RETRIEVAL OF LEAF AREA INDEX AND LEAF CHLOROPHYLL CONTENT FROM HYPERSPECTRAL DATA USING DEEP LEARNING NETWORKS
Keywords: Deep learning, Convolutional neural network, Autoencoder, Leaf area index, Leaf chlorophyll content, Hyperspectral
Abstract. This study aimed to exploit the use of deep learning networks in the retrieval of the biophysical and biochemical parameters of vegetation canopies. Convolutional Neural Network (CNN), network with only fully connected layers, referred as dense network (DNN), and Autoencoder (AE) were investigated to retrieve leaf area index (LAI) and leaf chlorophyll content. Hyperspectral data simulated by the coupled PROSPECT and SAIL model were used for training and validation. The real CASI hyperspectral data in 50 spectral channels ranging from 522.4 nm to 894.2 nm collected over three agricultural crop fields during the growing season of 2001 were used, together with the in-situ measured LAI and leaf chlorophyll content, as independent test set.

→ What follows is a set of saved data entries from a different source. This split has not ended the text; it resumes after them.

use std::collections::BTreeMap;
use std::fs;
use std::io;
use std::path::{Path, PathBuf};

use chrono::{DateTime, Utc};
use harvest_log::harvest_debug;
use serde::{Deserialize, Serialize};
use serde_json::{Map, Value};
use thiserror::Error;

use crate::persist::{write_atomic, PersistError};

#[derive(Debug, Error)]
pub enum CredentialError {
    #[error("no usable credential at {path:?}: {reason}")]
    NotFound { path: PathBuf, reason: String },
    #[error("failed to persist credential: {0}")]
    Persist(#[from] PersistError),
}

/// Browser cookie as exported after the interactive login.
#[derive(Debug, Clone, PartialEq, Serialize, Deserialize)]
pub struct CookieRecord {
    pub name: String,
    pub value: String,
    #[serde(default)]
    pub domain: String,
    #[serde(default = "root_path")]
    pub path: String,
    /// Seconds since the Unix epoch; `-1` or absent for session cookies.
    #[serde(default, skip_serializing_if = "Option::is_none")]
    pub expires: Option<f64>,
    /// Attributes we carry through untouched (httpOnly, secure, sameSite, ...).
    #[serde(flatten)]
    pub extra: Map<String, Value>,
}

fn root_path() -> String {
    "/".to_string()
}

impl CookieRecord {
    pub fn new(name: impl Into<String>, value: impl Into<String>) -> Self {
        Self {
            name: name.into(),
            value: value.into(),
            domain: String::new(),
            path: root_path(),
            expires: None,
            extra: Map::new(),
        }
    }

    pub fn expiring_at(mut self, at: DateTime<Utc>) -> Self {
        self.expires = Some(at.timestamp() as f64);
        self
    }

    fn expiry(&self) -> Option<DateTime<Utc>> {
        let secs = self.expires.filter(|secs| *secs > 0.0)?;
        DateTime::from_timestamp(secs.trunc() as i64, 0)
    }
}

#[derive(Debug, Serialize, Deserialize)]
struct CredentialFile {
    cookies: Vec<CookieRecord>,
    #[serde(default, skip_serializing_if = "Option::is_none")]
    fingerprint: Option<String>,
}

#[derive(Debug, Deserialize)]
#[serde(untagged)]
enum PersistedCredential {
    Current(CredentialFile),
    /// Older files hold only the cookie array.
    Legacy(Vec<CookieRecord>),
}

/// Session token set plus device fingerprint. Shared read-only by every request.
#[derive(Debug, Clone, PartialEq)]
pub struct Credential {
    cookies: Vec<CookieRecord>,
    fingerprint: Option<String>,
}

impl Credential {
    pub fn new(cookies: Vec<CookieRecord>, fingerprint: Option<String>) -> Self {
        Self {
            cookies,
            fingerprint: fingerprint.filter(|value| !value.trim().is_empty()),
        }
    }

    pub fn cookies(&self) -> &[CookieRecord] {
        &self.cookies
    }

    pub fn tokens(&self) -> BTreeMap<&str, &str> {
        self.cookies
            .iter()
            .map(|cookie| (cookie.name.as_str(), cookie.value.as_str()))
            .collect()
    }

    pub fn fingerprint(&self) -> Option<&str> {
        self.fingerprint.as_deref()
    }

    /// Value of the `Cookie` request header.
    pub fn cookie_header(&self) -> String {
        self.tokens()
            .into_iter()
            .map(|(name, value)| format!("{name}={value}"))
            .collect::<Vec<_>>()
            .join("; ")
    }

    /// Earliest expiry among cookies that carry one. Session cookies do not
    /// bound it.
    pub fn expires_at(&self) -> Option<DateTime<Utc>> {
        self.cookies.iter().filter_map(CookieRecord::expiry).min()
    }

    pub fn is_expired_at(&self, now: DateTime<Utc>) -> bool {
        self.expires_at().is_some_and(|expiry| expiry <= now)
    }
}

/// File-backed owner of the credential.
#[derive(Debug, Clone)]
pub struct CredentialStore {
    path: PathBuf,
}

impl CredentialStore {
    pub fn new(path: impl Into<PathBuf>) -> Self {
        Self { path: path.into() }
    }

    pub fn path(&self) -> &Path {
        &self.path
    }

    pub fn load(&self) -> Result<Credential, CredentialError> {
        let content = match fs::read_to_string(&self.path) {
            Ok(text) => text,
            Err(err) if err.kind() == io::ErrorKind::NotFound => {
                return Err(self.not_found("file does not exist"));
            }
            Err(err) => return Err(self.not_found(err.to_string())),
        };

        let persisted: PersistedCredential = serde_json::from_str(&content)
            .map_err(|err| self.not_found(format!("invalid structure: {err}")))?;
        let (cookies, fingerprint) = match persisted {
            PersistedCredential::Current(file) => (file.cookies, file.fingerprint),
            PersistedCredential::Legacy(cookies) => (cookies, None),
        };
        if cookies.is_empty() {
            return Err(self.not_found("no cookies"));
        }
        if cookies.iter().any(|cookie| cookie.name.trim().is_empty()) {
            return Err(self.not_found("cookie without a name"));
        }

        harvest_debug!(
            "Loaded {} cookies from {:?} (fingerprint: {})",
            cookies.len(),
            self.path,
            if fingerprint.is_some() { "set" } else { "not set" }
        );
        Ok(Credential::new(cookies, fingerprint))
    }

    pub fn save(&self, credential: &Credential) -> Result<(), CredentialError> {
        let file = CredentialFile {
            cookies: credential.cookies.clone(),
            fingerprint: credential.fingerprint.clone(),
        };
        let content = serde_json::to_vec_pretty(&file)
            .map_err(|err| PersistError::Io(io::Error::new(io::ErrorKind::InvalidData, err)))?;
        write_atomic(&self.path, &content)?;
        Ok(())
    }

    fn not_found(&self, reason: impl Into<String>) -> CredentialError {
        CredentialError::NotFound {
            path: self.path.clone(),
            reason: reason.into(),
        }
    }
}
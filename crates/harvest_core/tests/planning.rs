use std::collections::BTreeSet;

use harvest_core::{
    degraded_page_size, effective_page_size, page_count, partition_pages, plan_municipality,
    plan_state, resume_index, sub_pages, PartitionPlan, PartitionPolicy, RegionPath,
    RegionResultCount, WorkUnit,
};
use pretty_assertions::assert_eq;

fn pages_of(units: &[WorkUnit]) -> Vec<u32> {
    units
        .iter()
        .map(|unit| match unit {
            WorkUnit::PagedQuery { page, .. } => *page,
            other => panic!("unexpected unit {other:?}"),
        })
        .collect()
}

#[test]
fn partition_covers_every_page_exactly_once() {
    for (total, size) in [(0u64, 30u32), (1, 30), (30, 30), (31, 30), (9999, 7), (10_000, 30)] {
        let units = partition_pages(RegionPath::state(1), total, size, u64::MAX);
        let pages = pages_of(&units);
        let expected: Vec<u32> = (0..page_count(total, size)).collect();
        assert_eq!(pages, expected);
        let unique: BTreeSet<_> = pages.iter().collect();
        assert_eq!(unique.len(), pages.len());
        assert_eq!(u64::from(page_count(total, size)), total.div_ceil(u64::from(size)));
    }
}

#[test]
fn partition_stops_at_the_bucket_cap() {
    let units = partition_pages(RegionPath::municipality(1, 2), 25_000, 30, 10_000);
    assert_eq!(units.len(), 334);
}

#[test]
fn small_state_is_enumerated_directly() {
    let count = RegionResultCount {
        region: RegionPath::state(4),
        total_elements: 10_000,
    };
    match plan_state(&count, 30, &PartitionPolicy::default()) {
        PartitionPlan::Pages(units) => {
            assert_eq!(units.len(), 334);
            assert!(units.iter().all(|unit| matches!(
                unit,
                WorkUnit::PagedQuery { region, .. } if region.is_state_level()
            )));
        }
        PartitionPlan::Descend => panic!("state under the cap should not descend"),
    }
}

#[test]
fn large_state_descends_into_municipalities() {
    let policy = PartitionPolicy::default();
    let state = RegionResultCount {
        region: RegionPath::state(9),
        total_elements: 15_000,
    };
    assert_eq!(plan_state(&state, 30, &policy), PartitionPlan::Descend);

    let first = RegionResultCount {
        region: RegionPath::municipality(9, 100),
        total_elements: 9_000,
    };
    let second = RegionResultCount {
        region: RegionPath::municipality(9, 200),
        total_elements: 6_000,
    };
    let first_units = plan_municipality(&first, 30, &policy);
    let second_units = plan_municipality(&second, 30, &policy);
    assert_eq!(first_units.len(), 300);
    assert_eq!(second_units.len(), 200);
    assert!(first_units
        .iter()
        .chain(second_units.iter())
        .all(|unit| matches!(unit, WorkUnit::PagedQuery { region, .. } if !region.is_state_level())));
}

#[test]
fn disabling_the_skip_always_descends() {
    let policy = PartitionPolicy {
        skip_small_states: false,
        ..PartitionPolicy::default()
    };
    let count = RegionResultCount {
        region: RegionPath::state(2),
        total_elements: 12,
    };
    assert_eq!(plan_state(&count, 30, &policy), PartitionPlan::Descend);
}

#[test]
fn clamped_page_size_is_honoured() {
    assert_eq!(effective_page_size(100, 50), 50);
    assert_eq!(effective_page_size(30, 30), 30);
    assert_eq!(effective_page_size(30, 0), 30);
    assert_eq!(effective_page_size(30, 60), 30);
}

#[test]
fn degraded_sizes_divide_the_requested_size() {
    assert_eq!(degraded_page_size(30, 10), Some(15));
    assert_eq!(degraded_page_size(15, 10), None);
    assert_eq!(degraded_page_size(100, 10), Some(50));
    assert_eq!(degraded_page_size(21, 5), Some(7));
    assert_eq!(degraded_page_size(10, 10), None);
}

#[test]
fn sub_pages_cover_the_logical_page() {
    assert_eq!(sub_pages(0, 30, 15), 0..2);
    assert_eq!(sub_pages(3, 30, 15), 6..8);
    assert_eq!(sub_pages(2, 21, 7), 6..9);
}

#[test]
fn resume_index_finds_the_start_region() {
    assert_eq!(resume_index([3, 5, 8], None), Some(0));
    assert_eq!(resume_index([3, 5, 8], Some(5)), Some(1));
    assert_eq!(resume_index([3, 5, 8], Some(4)), None);
}
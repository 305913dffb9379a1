use std::fmt;

use serde::{Deserialize, Serialize};

pub type RegionId = u64;

#[derive(Debug, Clone, Copy, PartialEq, Eq, Hash, Serialize, Deserialize)]
pub enum RegionKind {
    State,
    Municipality,
}

/// A node of the two-level geographic hierarchy. Immutable once fetched.
#[derive(Debug, Clone, PartialEq, Eq, Serialize, Deserialize)]
pub struct Region {
    pub id: RegionId,
    pub name: String,
    /// Two-letter abbreviation; only states carry one.
    pub abbrev: Option<String>,
    pub kind: RegionKind,
    pub parent_state: Option<RegionId>,
}

impl Region {
    pub fn state(id: RegionId, name: impl Into<String>, abbrev: Option<String>) -> Self {
        Self {
            id,
            name: name.into(),
            abbrev,
            kind: RegionKind::State,
            parent_state: None,
        }
    }

    pub fn municipality(id: RegionId, name: impl Into<String>, parent_state: RegionId) -> Self {
        Self {
            id,
            name: name.into(),
            abbrev: None,
            kind: RegionKind::Municipality,
            parent_state: Some(parent_state),
        }
    }

    /// Abbreviation when present, otherwise the full name.
    pub fn label(&self) -> &str {
        self.abbrev.as_deref().unwrap_or(&self.name)
    }
}

/// Filter combination of one hierarchical query bucket.
#[derive(Debug, Clone, Copy, PartialEq, Eq, Hash, PartialOrd, Ord)]
pub struct RegionPath {
    pub state_id: RegionId,
    pub municipality_id: Option<RegionId>,
}

impl RegionPath {
    pub fn state(state_id: RegionId) -> Self {
        Self {
            state_id,
            municipality_id: None,
        }
    }

    pub fn municipality(state_id: RegionId, municipality_id: RegionId) -> Self {
        Self {
            state_id,
            municipality_id: Some(municipality_id),
        }
    }

    pub fn is_state_level(&self) -> bool {
        self.municipality_id.is_none()
    }

    /// `uf_{state}` or `uf_{state}_municipio_{municipality}`.
    pub fn file_prefix(&self) -> String {
        match self.municipality_id {
            Some(municipality_id) => format!("uf_{}_municipio_{}", self.state_id, municipality_id),
            None => format!("uf_{}", self.state_id),
        }
    }
}

impl fmt::Display for RegionPath {
    fn fmt(&self, f: &mut fmt::Formatter<'_>) -> fmt::Result {
        match self.municipality_id {
            Some(municipality_id) => write!(f, "state {}/municipality {}", self.state_id, municipality_id),
            None => write!(f, "state {}", self.state_id),
        }
    }
}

Occlusion analysis was also employed to determine the important spectral bands at which reflectance made more contributions to the retrieval with a CNN and interpret the latent variables of the AE. Satisfactory results from these deep learning networks were obtained, compared with ground truth. The DNN with the input of the vegetation indices sensitive to LAI and leaf chlorophyll content (MTVI2 and TCARI/OSAVI) generated the best results with R2 of 0.86 for LAI and 0.55 for leaf chlorophyll content.